» **DESCRIPTION OF THE TASK**
Filter this material down to the lines that hold "movingmap", copying each one.

» **INFORMATION PROVIDED**
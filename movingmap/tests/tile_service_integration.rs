//! Integration tests for the tile service.
//!
//! These tests drive the full resolve → fetch → disk → texture path with a
//! scripted HTTP client, so no network access is needed:
//! - Pending then Ready for an uncached tile
//! - Out-of-bounds keys are ignored
//! - Repeated resolves never duplicate a download
//! - Failed downloads leave nothing behind and are retried on demand
//!
//! Run with: `cargo test --test tile_service_integration`

use std::collections::VecDeque;
use std::io::Cursor;
use std::sync::atomic::{AtomicUsize, Ordering};
use std::sync::Arc;

use bytes::Bytes;
use image::{ImageFormat, Rgba, RgbaImage};
use parking_lot::Mutex;
use tempfile::TempDir;
use tokio::runtime::Handle;
use tokio::sync::Semaphore;

use movingmap::cache::{CorruptTilePolicy, RasterUploader};
use movingmap::config::MapConfig;
use movingmap::coord::FractionalTile;
use movingmap::fetch::RequestOutcome;
use movingmap::provider::{AsyncHttpClient, BodyStream, ProviderError};
use movingmap::service::{DisplayState, TileService};
use movingmap::tile::{TileKey, Viewport};

// ============================================================================
// Helper Functions
// ============================================================================

/// Encode a small solid PNG, the shape of a real tile response.
fn png_tile() -> Vec<u8> {
    let image = RgbaImage::from_pixel(16, 16, Rgba([200, 180, 140, 255]));
    let mut bytes = Vec::new();
    image
        .write_to(&mut Cursor::new(&mut bytes), ImageFormat::Png)
        .unwrap();
    bytes
}

/// One scripted server reply.
#[derive(Clone)]
enum Reply {
    /// 200 with this body, split into two chunks
    Tile(Vec<u8>),
    /// Non-success status
    Status(u16),
    /// Body starts, then the connection drops
    Truncated(Vec<u8>),
}

/// HTTP client that serves scripted replies and records every request.
///
/// Requests block on `gate` until the test opens it, which keeps fetches
/// in flight while the test inspects the service.
struct ScriptedClient {
    replies: Mutex<VecDeque<Reply>>,
    fallback: Reply,
    gate: Arc<Semaphore>,
    requests: AtomicUsize,
    urls: Mutex<Vec<String>>,
}

impl ScriptedClient {
    fn serving(reply: Reply) -> Self {
        Self {
            replies: Mutex::new(VecDeque::new()),
            fallback: reply,
            gate: Arc::new(Semaphore::new(Semaphore::MAX_PERMITS)),
            requests: AtomicUsize::new(0),
            urls: Mutex::new(Vec::new()),
        }
    }

    /// Replies consumed in order before falling back to `fallback`.
    fn then(self, reply: Reply) -> Self {
        self.replies.lock().push_back(reply);
        self
    }

    /// Start with the gate closed.
    fn gated(mut self) -> Self {
        self.gate = Arc::new(Semaphore::new(0));
        self
    }

    fn open_gate(&self) {
        self.gate.add_permits(1024);
    }

    fn request_count(&self) -> usize {
        self.requests.load(Ordering::SeqCst)
    }
}

impl AsyncHttpClient for ScriptedClient {
    async fn get_stream(&self, url: &str) -> Result<BodyStream, ProviderError> {
        self.requests.fetch_add(1, Ordering::SeqCst);
        self.urls.lock().push(url.to_string());

        let _pass = self
            .gate
            .acquire()
            .await
            .map_err(|e| ProviderError::HttpError(e.to_string()))?;

        let reply = self
            .replies
            .lock()
            .pop_front()
            .unwrap_or_else(|| self.fallback.clone());

        match reply {
            Reply::Tile(body) => {
                let (head, tail) = body.split_at(body.len() / 2);
                let chunks: Vec<Result<Bytes, ProviderError>> = vec![
                    Ok(Bytes::copy_from_slice(head)),
                    Ok(Bytes::copy_from_slice(tail)),
                ];
                Ok(Box::pin(futures::stream::iter(chunks)))
            }
            Reply::Status(status) => Err(ProviderError::Status {
                url: url.to_string(),
                status,
            }),
            Reply::Truncated(body) => {
                let chunks: Vec<Result<Bytes, ProviderError>> = vec![
                    Ok(Bytes::from(body)),
                    Err(ProviderError::Body("connection reset".to_string())),
                ];
                Ok(Box::pin(futures::stream::iter(chunks)))
            }
        }
    }
}

fn start_service(
    client: Arc<ScriptedClient>,
    configure: impl FnOnce(&mut MapConfig),
) -> (TempDir, TileService<RasterUploader, ScriptedClient>) {
    let dir = TempDir::new().unwrap();
    let mut config = MapConfig::default();
    config.cache.directory = dir.path().join("tilecache");
    configure(&mut config);

    let service =
        TileService::with_client(&config, RasterUploader, client, Handle::current()).unwrap();
    (dir, service)
}

// ============================================================================
// Scenarios
// ============================================================================

/// An uncached tile is Pending with exactly one download outstanding, then
/// Ready once the download has landed.
#[tokio::test]
async fn test_uncached_tile_becomes_ready() {
    let client = Arc::new(ScriptedClient::serving(Reply::Tile(png_tile())).gated());
    let (dir, service) = start_service(Arc::clone(&client), |_| {});
    let key = TileKey::new(13, 4500, 3070);

    assert!(matches!(service.resolve(key), DisplayState::Pending));
    assert_eq!(service.fetcher().in_flight_count(), 1);

    client.open_gate();
    service.drain().await;

    let path = dir.path().join("tilecache/13/4500/3070.png");
    assert!(path.is_file());
    assert!(service.disk().exists(&key));

    match service.resolve(key) {
        DisplayState::Ready(entry) => {
            assert_eq!(entry.key, key);
            assert_eq!(entry.handle.dimensions(), (16, 16));
        }
        DisplayState::Pending => panic!("tile should be ready after the fetch landed"),
    }

    assert_eq!(client.request_count(), 1);
    assert_eq!(
        client.urls.lock().as_slice(),
        ["https://tile.openstreetmap.org/13/4500/3070.png"]
    );
}

/// A key left of the grid is ignored: no request, no file, no crash.
#[tokio::test]
async fn test_out_of_bounds_key_is_noop() {
    let client = Arc::new(ScriptedClient::serving(Reply::Tile(png_tile())));
    let (dir, service) = start_service(Arc::clone(&client), |_| {});

    let outcome = service.fetcher().request_tile(TileKey::new(5, -1, 0));
    assert_eq!(outcome, RequestOutcome::OutOfBounds);
    assert!(!service.resolve(TileKey::new(5, -1, 0)).is_ready());

    service.drain().await;

    assert_eq!(client.request_count(), 0);
    assert_eq!(service.fetcher().in_flight_count(), 0);
    let entries = std::fs::read_dir(dir.path().join("tilecache")).unwrap().count();
    assert_eq!(entries, 0);
}

/// Two frames resolving the same uncached key before the first download
/// completes produce one network request.
#[tokio::test]
async fn test_repeated_resolves_share_one_request() {
    let client = Arc::new(ScriptedClient::serving(Reply::Tile(png_tile())).gated());
    let (_dir, service) = start_service(Arc::clone(&client), |_| {});
    let key = TileKey::new(13, 4500, 3070);

    for _frame in 0..10 {
        assert!(!service.resolve(key).is_ready());
        tokio::task::yield_now().await;
    }
    assert!(service.fetcher().is_in_flight(&key));

    client.open_gate();
    service.drain().await;

    assert_eq!(client.request_count(), 1);
    assert!(service.resolve(key).is_ready());
    assert_eq!(service.metrics().snapshot().fetches_spawned, 1);
}

/// A non-success status leaves no file, releases the key, and the next
/// resolve starts a fresh attempt that can succeed.
#[tokio::test]
async fn test_failed_fetch_is_retried_on_next_resolve() {
    let client =
        Arc::new(ScriptedClient::serving(Reply::Tile(png_tile())).then(Reply::Status(503)));
    let (_dir, service) = start_service(Arc::clone(&client), |_| {});
    let key = TileKey::new(13, 4500, 3070);

    assert!(!service.resolve(key).is_ready());
    service.drain().await;

    assert!(!service.disk().exists(&key));
    assert!(!service.fetcher().is_in_flight(&key));
    assert_eq!(client.request_count(), 1);

    assert!(!service.resolve(key).is_ready());
    service.drain().await;

    assert_eq!(client.request_count(), 2);
    assert!(service.resolve(key).is_ready());

    let snapshot = service.metrics().snapshot();
    assert_eq!(snapshot.fetches_failed, 1);
    assert_eq!(snapshot.fetches_completed, 1);
}

/// A body that breaks mid-transfer leaves neither the tile nor its part file.
#[tokio::test]
async fn test_truncated_body_leaves_nothing_on_disk() {
    let mut body = png_tile();
    body.truncate(body.len() / 2);
    let client = Arc::new(ScriptedClient::serving(Reply::Truncated(body)));
    let (_dir, service) = start_service(Arc::clone(&client), |_| {});
    let key = TileKey::new(13, 4500, 3070);

    service.resolve(key);
    service.drain().await;

    let tile_path = service.disk().path(&key);
    assert!(!tile_path.exists());
    assert!(!tile_path.with_extension("png.part").exists());
    assert!(!service.fetcher().is_in_flight(&key));
}

/// With the discard policy a corrupt cached file is removed and refetched.
#[tokio::test]
async fn test_corrupt_tile_is_refetched_with_discard_policy() {
    let client = Arc::new(ScriptedClient::serving(Reply::Tile(png_tile())));
    let (_dir, service) = start_service(Arc::clone(&client), |config| {
        config.cache.corrupt_tiles = CorruptTilePolicy::Discard;
    });
    let key = TileKey::new(10, 540, 330);
    service.disk().write(&key, b"<html>rate limited</html>").unwrap();

    assert!(!service.resolve(key).is_ready());
    service.drain().await;

    assert_eq!(client.request_count(), 1);
    assert!(service.resolve(key).is_ready());
}

/// A bounded fetcher still completes a whole frame, one download at a time.
#[tokio::test]
async fn test_bounded_fetcher_completes_frame() {
    let client = Arc::new(ScriptedClient::serving(Reply::Tile(png_tile())));
    let (_dir, service) = start_service(Arc::clone(&client), |config| {
        config.source.max_concurrent_fetches = Some(2);
    });
    let tiles = Viewport::default().visible_tiles(FractionalTile::from_lon_lat(0.17, 0.93, 13));

    let first = service.resolve_frame(&tiles);
    assert_eq!(first.pending, 35);
    assert_eq!(service.fetcher().in_flight_count(), 35);

    service.drain().await;

    let second = service.resolve_frame(&tiles);
    assert!(second.is_complete());
    assert_eq!(second.ready.len(), 35);
    assert_eq!(client.request_count(), 35);
    assert!(service.fetcher().limiter().unwrap().peak_in_flight() <= 2);
}

/// Tiles cached by a previous run are used without touching the network.
#[tokio::test]
async fn test_tiles_persist_across_services() {
    let client = Arc::new(ScriptedClient::serving(Reply::Tile(png_tile())));
    let dir = TempDir::new().unwrap();
    let mut config = MapConfig::default();
    config.cache.directory = dir.path().join("tilecache");
    let key = TileKey::new(13, 4500, 3070);

    {
        let first = TileService::with_client(
            &config,
            RasterUploader,
            Arc::clone(&client),
            Handle::current(),
        )
        .unwrap();
        first.resolve(key);
        first.shutdown().await;
    }

    let second =
        TileService::with_client(&config, RasterUploader, Arc::clone(&client), Handle::current())
            .unwrap();

    assert!(second.resolve(key).is_ready());
    assert_eq!(client.request_count(), 1);
}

» **REPLY TO THE EXERCISE**
filename movingmap/tests/tile_service_integration.rs
use movingmap::cache::{CorruptTilePolicy, RasterUploader};
use movingmap::config::MapConfig;
use movingmap::coord::FractionalTile;
use movingmap::fetch::RequestOutcome;
use movingmap::provider::{AsyncHttpClient, BodyStream, ProviderError};
use movingmap::service::{DisplayState, TileService};
use movingmap::tile::{TileKey, Viewport};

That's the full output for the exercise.